Но работа не останавливалась. Быть может, оттого, что Врубель побывал в этот период у родных в Харькове, воскресли в нем те религиозные чувства, которые он испытывал порой на службах в католических соборах в детстве и в юности. Не пришлось ли ему тогда послушать и праздничную мессу с участием Лили, его сводной сестры, исполнявшей «Ave Maria»? Кстати, это событие тогда крайне волновало всю семью. Переживалось долгое разучивание Лилей этого произведения, ее мучительная душевная подготовка к публичному исполнению (она становилась все более и более нелюдимой и скованной); в связи с этим выступлением строились планы на будущее Лили-певицы.
Да, кажется, что третий вариант Врубель создавал в Харькове, испытывая отчасти влияние родных. Христос лежит в саркофаге с откинутой головой, его тело напоминает египетские мумии. Но мертвое лицо стало еще более земным и вместе с покоем смерти отмечено сладковатой красивостью оперного характера, как и лицо притихшей заплаканной Богоматери, которая также приблизилась к земному, но и приобрела черты академической благостности.
Врубель стремится сочетать жизненную конкретность с идеализацией. Служат ли для него примером художники первой половины XIX века, такие, как «назарейцы»? Кстати, одного из них, а именно Корнелиуса, он вспоминал в связи с вечером Рафаэля, считая его одним из непосредственных последователей в искусстве великого Санцио. Или ему виделись картины прерафаэлитов? Как бы то ни было, Врубель несомненно стремится вернуть образам идеальную оболочку старого искусства, сохраняя при этом напряженность и экспрессию в современном стиле. Простой человеческой страстностью чувств, земной насыщенностью красок и несколько театрализованным характером мистицизма этот вариант «Надгробного плача» был еще ближе предыдущих к католичеству, чем к православию, и еще более напоминал позднеакадемические композиции католических соборов; и нечего говорить, что он мог бы удовлетворить его родных. «По недоразумению я католик!» – восклицал отец. «Ведь папочка – русский», – утверждала мачеха Врубеля, сетуя на постоянные препоны, которые ее муж встречал в своей служебной карьере… Но разве не был он связан с католической религией и не звучал в нем голос польской крови? Не случайно не раз семья, включая Мишу, дружно обсуждала планы о переселении в Варшаву. Не случайно Александр Михайлович придавал особое значение участию сына в конкурсе на проект памятника Мицкевичу.

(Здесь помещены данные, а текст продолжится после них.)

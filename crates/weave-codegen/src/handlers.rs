//! Registry of `@name(params) { ... }` block handlers

use std::collections::HashMap;
use std::fmt;

use weave_ast::template_literal;

use crate::CodegenError;

/// Host lines written around a lowered action body
#[derive(Debug, Clone, PartialEq, Eq)]
pub struct BlockWrap {
    pub open: String,
    pub close: String,
}

/// Turns action params into the host code enclosing the action body
pub trait ActionHandler {
    fn wrap(&self, params: &str) -> Result<BlockWrap, String>;
}

impl<F> ActionHandler for F
where
    F: Fn(&str) -> Result<BlockWrap, String>,
{
    fn wrap(&self, params: &str) -> Result<BlockWrap, String> {
        self(params)
    }
}

/// `@execute(as @a at @s) { ... }` runs the body in a new function under
/// an `execute` prefix
pub struct ExecuteHandler;

impl ActionHandler for ExecuteHandler {
    fn wrap(&self, params: &str) -> Result<BlockWrap, String> {
        let prefix = params.trim();
        let predicate = if prefix.is_empty() {
            "\"\"".to_string()
        } else {
            template_literal(prefix)
        };
        Ok(BlockWrap {
            open: format!("jump({predicate}, |weave_jump| {{"),
            close: "});".to_string(),
        })
    }
}

/// `@repeat(n) { ... }` unrolls the body `n` times
pub struct RepeatHandler;

impl ActionHandler for RepeatHandler {
    fn wrap(&self, params: &str) -> Result<BlockWrap, String> {
        let count = params.trim();
        if count.is_empty() {
            return Err("expected a repeat count".to_string());
        }
        Ok(BlockWrap {
            open: format!("for weave_repeat in 0..({count}) {{"),
            close: "}".to_string(),
        })
    }
}

/// Name-keyed handlers; names are case-insensitive
pub struct ActionRegistry {
    handlers: HashMap<String, Box<dyn ActionHandler>>,
}

impl ActionRegistry {
    /// A registry with the built-in `execute` and `repeat` handlers
    pub fn new() -> Self {
        let mut registry = Self::empty();
        registry.register("execute", ExecuteHandler);
        registry.register("repeat", RepeatHandler);
        registry
    }

    pub fn empty() -> Self {
        Self {
            handlers: HashMap::new(),
        }
    }

    /// Register a handler, replacing any handler of the same name
    pub fn register(&mut self, name: &str, handler: impl ActionHandler + 'static) {
        self.handlers
            .insert(name.to_lowercase(), Box::new(handler));
    }

    pub fn get(&self, name: &str) -> Option<&dyn ActionHandler> {
        self.handlers.get(&name.to_lowercase()).map(|h| h.as_ref())
    }

    /// Wrap an action body, failing on unknown names and rejected params
    pub fn wrap(&self, name: &str, params: &str, line: usize) -> Result<BlockWrap, CodegenError> {
        let handler = self.get(name).ok_or_else(|| CodegenError::UnknownHandler {
            name: name.to_string(),
            line,
        })?;
        handler
            .wrap(params)
            .map_err(|message| CodegenError::InvalidParams {
                name: name.to_string(),
                message,
                line,
            })
    }

    pub fn names(&self) -> Vec<&str> {
        let mut names: Vec<&str> = self.handlers.keys().map(String::as_str).collect();
        names.sort_unstable();
        names
    }
}

impl Default for ActionRegistry {
    fn default() -> Self {
        Self::new()
    }
}

impl fmt::Debug for ActionRegistry {
    fn fmt(&self, f: &mut fmt::Formatter<'_>) -> fmt::Result {
        f.debug_struct("ActionRegistry")
            .field("handlers", &self.names())
            .finish()
    }
}

#[cfg(test)]
mod tests {
    use super::*;

    #[test]
    fn defaults_are_registered() {
        let registry = ActionRegistry::new();
        assert_eq!(registry.names(), vec!["execute", "repeat"]);
        let wrap = registry.wrap("Execute", "as @a", 1).expect("wrap");
        assert_eq!(wrap.open, "jump(`as @a`, |weave_jump| {");
        assert_eq!(wrap.close, "});");
    }

    #[test]
    fn unknown_names_are_errors() {
        let err = ActionRegistry::new().wrap("schedule", "", 4).unwrap_err();
        assert!(matches!(err, CodegenError::UnknownHandler { line: 4, .. }));
    }

    #[test]
    fn repeat_requires_a_count() {
        let err = ActionRegistry::new().wrap("repeat", " ", 2).unwrap_err();
        assert!(matches!(err, CodegenError::InvalidParams { .. }));
    }

    #[test]
    fn closures_are_handlers() {
        let mut registry = ActionRegistry::empty();
        registry.register("twice", |_: &str| {
            Ok(BlockWrap {
                open: "for weave_twice in 0..2 {".to_string(),
                close: "}".to_string(),
            })
        });
        assert!(registry.get("TWICE").is_some());
    }
}
//! Weave Logic - Condition normalization and segmentation
//!
//! Native conditions are parsed into [`LogicExpr`] trees, rewritten into
//! signed conjunctions by [`normalize`], and cut into [`Segment`]s that the
//! code generator lowers to guarded jumps and reference flags.

mod error;
mod expr;
mod normalize;
mod segment;

pub use error::LogicError;
pub use expr::{LogicExpr, LogicOp};
pub use normalize::{is_normalized, normalize};
pub use segment::{segments, Segment, SignedAtom};

/// Parse and normalize condition text
pub fn normalize_str(text: &str) -> Result<LogicExpr, LogicError> {
    LogicExpr::parse(text).map(normalize)
}
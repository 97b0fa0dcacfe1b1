#![allow(dead_code)]

use std::path::{Path, PathBuf};

use weave::compiler::{Compiler, CompilerConfig, OutputTree, SourceUnit};

/// Root of the sample datapack under demos/
pub fn demo_root() -> PathBuf {
    Path::new(env!("CARGO_MANIFEST_DIR")).join("demos").join("data")
}

/// A unit in the `demo` namespace
pub fn unit(path: &str, text: &str) -> SourceUnit {
    SourceUnit::new("demo", path, text)
}

/// Compiler with a fixed id seed
pub fn seeded_compiler(seed: u64) -> Compiler {
    Compiler::new(CompilerConfig {
        seed: Some(seed),
        ..CompilerConfig::default()
    })
}

/// Assert that compiling the units succeeds
pub fn assert_compiles(units: &[SourceUnit]) -> OutputTree {
    match seeded_compiler(1).compile(units) {
        Ok(tree) => tree,
        Err(errors) => panic!("Expected units to compile, got {:#?}", errors),
    }
}

/// Commands of a function, panicking if it is missing
pub fn commands<'a>(tree: &'a OutputTree, id: &str) -> Vec<&'a str> {
    tree.find(id)
        .unwrap_or_else(|| panic!("Expected function with id: {}", id))
        .commands
        .iter()
        .map(String::as_str)
        .collect()
}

Папизм – римско-католическая церковь снискала бранную кличку протестантов «блудница в пурпуре», и в связи с третьим вариантом «Надгробного плача» нельзя не вспомнить об этой характеристике католичества. Но дело не только в католичестве. Подозрительна и сама красота Богоматери и Христа с оттенком салонности. Словно испугавшись последних неразрешимых вопросов, испугавшись бездны смерти и ее ужаса, художник спасается в эстетизме, в красоте. Это красота – «напоказ», она прокламирует сама себя с разнузданным тщеславием. Красивость смерти разоблачает ужас небытия, отсутствие подлинной веры в потустороннюю жизнь. Впрочем, и особая острота жизненности противоречила религиозному смыслу изображенного. Во всем решении этой религиозной сцены была пугающая откровенность смерти, кощунственное снятие тайны с нее. В подобном отношении к смерти декларировалось: мертвый Христос воскреснуть не может. Нет никакого воскресения вообще, и никакой тайны в смерти нет. Только Мусоргский позволял себе такое…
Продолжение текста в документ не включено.